• _EXERCISE BRIEF_: Here are some records. Print all of them exactly.

• _DATASET ENTRIES_:
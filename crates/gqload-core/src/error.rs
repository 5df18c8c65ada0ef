//! Error types for gqload.
//!
//! [`LoadError`] covers configuration problems that abort a run before any
//! document is produced, plus transport and GraphQL-level failures from the
//! endpoint. Per-record outcomes (skipped records, list parse warnings) are
//! not errors — they are reported through
//! [`Diagnostics`](crate::compile::Diagnostics).

use serde::{Deserialize, Serialize};
use std::fmt;

/// A single GraphQL error from the endpoint's response.
#[derive(Debug, Clone, Serialize, Deserialize)]
pub struct GraphQLError {
    pub message: String,
    #[serde(default)]
    pub path: Option<Vec<serde_json::Value>>,
    #[serde(default)]
    pub extensions: Option<serde_json::Value>,
}

/// Errors that can occur while compiling or sending a batch document.
#[derive(Debug)]
pub enum LoadError {
    /// Project configuration is unreadable or incomplete.
    Config(String),
    /// The schema file could not be read or parsed.
    Schema(String),
    /// The requested mutation does not exist on the mutation root.
    MutationNotFound {
        name: String,
        available: Vec<String>,
    },
    /// The field mapping is not a JSON object of strings.
    Mapping(String),
    /// Network or HTTP transport error.
    Network(reqwest::Error),
    /// Non-2xx HTTP response from the endpoint.
    Http { status: u16, body: String },
    /// GraphQL errors returned by the endpoint.
    GraphQL { errors: Vec<GraphQLError> },
    /// The response carried no `data` value.
    MissingData(String),
}

impl fmt::Display for LoadError {
    fn fmt(&self, f: &mut fmt::Formatter<'_>) -> fmt::Result {
        match self {
            Self::Config(msg) => write!(f, "Configuration error: {}", msg),
            Self::Schema(msg) => write!(f, "Schema error: {}", msg),
            Self::MutationNotFound { name, available } => {
                if available.is_empty() {
                    write!(f, "Mutation \"{}\" not found", name)
                } else {
                    write!(
                        f,
                        "Mutation \"{}\" not found. Available mutations: {}",
                        name,
                        available.join(", ")
                    )
                }
            }
            Self::Mapping(msg) => write!(f, "Invalid mapping: {}", msg),
            Self::Network(e) => write!(f, "Network error: {}", e),
            Self::Http { status, body } => write!(f, "HTTP error {}: {}", status, body),
            Self::GraphQL { errors } => {
                let msgs: Vec<String> = errors
                    .iter()
                    .map(|e| {
                        let mut parts = vec![e.message.clone()];
                        if let Some(path) = &e.path {
                            let path_str: Vec<String> =
                                path.iter().map(|p| p.to_string()).collect();
                            parts.push(format!("at {}", path_str.join(".")));
                        }
                        if let Some(ext) = &e.extensions {
                            parts.push(format!("({})", ext));
                        }
                        parts.join(" ")
                    })
                    .collect();
                write!(f, "GraphQL errors: {}", msgs.join("; "))
            }
            Self::MissingData(msg) => write!(f, "Missing data in response: {}", msg),
        }
    }
}

impl std::error::Error for LoadError {
    fn source(&self) -> Option<&(dyn std::error::Error + 'static)> {
        match self {
            Self::Network(e) => Some(e),
            _ => None,
        }
    }
}

impl From<reqwest::Error> for LoadError {
    fn from(e: reqwest::Error) -> Self {
        Self::Network(e)
    }
}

• _EXPECTED OUTPUT_:
filename crates/gqload-core/src/error.rs
repository 5df18c8c65ada0ef
//! Error types for gqload.
//!
//! [`LoadError`] covers configuration problems that abort a run before any
//! document is produced, plus transport and GraphQL-level failures from the
//! endpoint. Per-record outcomes (skipped records, list parse warnings) are
//! not errors — they are reported through
//! [`Diagnostics`](crate::compile::Diagnostics).

use serde::{Deserialize, Serialize};
use std::fmt;

/// A single GraphQL error from the endpoint's response.
#[derive(Debug, Clone, Serialize, Deserialize)]
pub struct GraphQLError {
    pub message: String,
    #[serde(default)]
    pub path: Option<Vec<serde_json::Value>>,
    #[serde(default)]
    pub extensions: Option<serde_json::Value>,
}

/// Errors that can occur while compiling or sending a batch document.
#[derive(Debug)]
pub enum LoadError {
    /// Project configuration is unreadable or incomplete.
    Config(String),
    /// The schema file could not be read or parsed.
    Schema(String),
    /// The requested mutation does not exist on the mutation root.
    MutationNotFound {
        name: String,
        available: Vec<String>,
    },
    /// The field mapping is not a JSON object of strings.
    Mapping(String),
    /// Network or HTTP transport error.
    Network(reqwest::Error),
    /// Non-2xx HTTP response from the endpoint.
    Http { status: u16, body: String },
    /// GraphQL errors returned by the endpoint.
    GraphQL { errors: Vec<GraphQLError> },
    /// The response carried no `data` value.
    MissingData(String),
}

impl fmt::Display for LoadError {
    fn fmt(&self, f: &mut fmt::Formatter<'_>) -> fmt::Result {
        match self {
            Self::Config(msg) => write!(f, "Configuration error: {}", msg),
            Self::Schema(msg) => write!(f, "Schema error: {}", msg),
            Self::MutationNotFound { name, available } => {
                if available.is_empty() {
                    write!(f, "Mutation \"{}\" not found", name)
                } else {
                    write!(
                        f,
                        "Mutation \"{}\" not found. Available mutations: {}",
                        name,
                        available.join(", ")
                    )
                }
            }
            Self::Mapping(msg) => write!(f, "Invalid mapping: {}", msg),
            Self::Network(e) => write!(f, "Network error: {}", e),
            Self::Http { status, body } => write!(f, "HTTP error {}: {}", status, body),
            Self::GraphQL { errors } => {
                let msgs: Vec<String> = errors
                    .iter()
                    .map(|e| {
                        let mut parts = vec![e.message.clone()];
                        if let Some(path) = &e.path {
                            let path_str: Vec<String> =
                                path.iter().map(|p| p.to_string()).collect();
                            parts.push(format!("at {}", path_str.join(".")));
                        }
                        if let Some(ext) = &e.extensions {
                            parts.push(format!("({})", ext));
                        }
                        parts.join(" ")
                    })
                    .collect();
                write!(f, "GraphQL errors: {}", msgs.join("; "))
            }
            Self::MissingData(msg) => write!(f, "Missing data in response: {}", msg),
        }
    }
}

impl std::error::Error for LoadError {
    fn source(&self) -> Option<&(dyn std::error::Error + 'static)> {
        match self {
            Self::Network(e) => Some(e),
            _ => None,
        }
    }
}

impl From<reqwest::Error> for LoadError {
    fn from(e: reqwest::Error) -> Self {
        Self::Network(e)
    }
}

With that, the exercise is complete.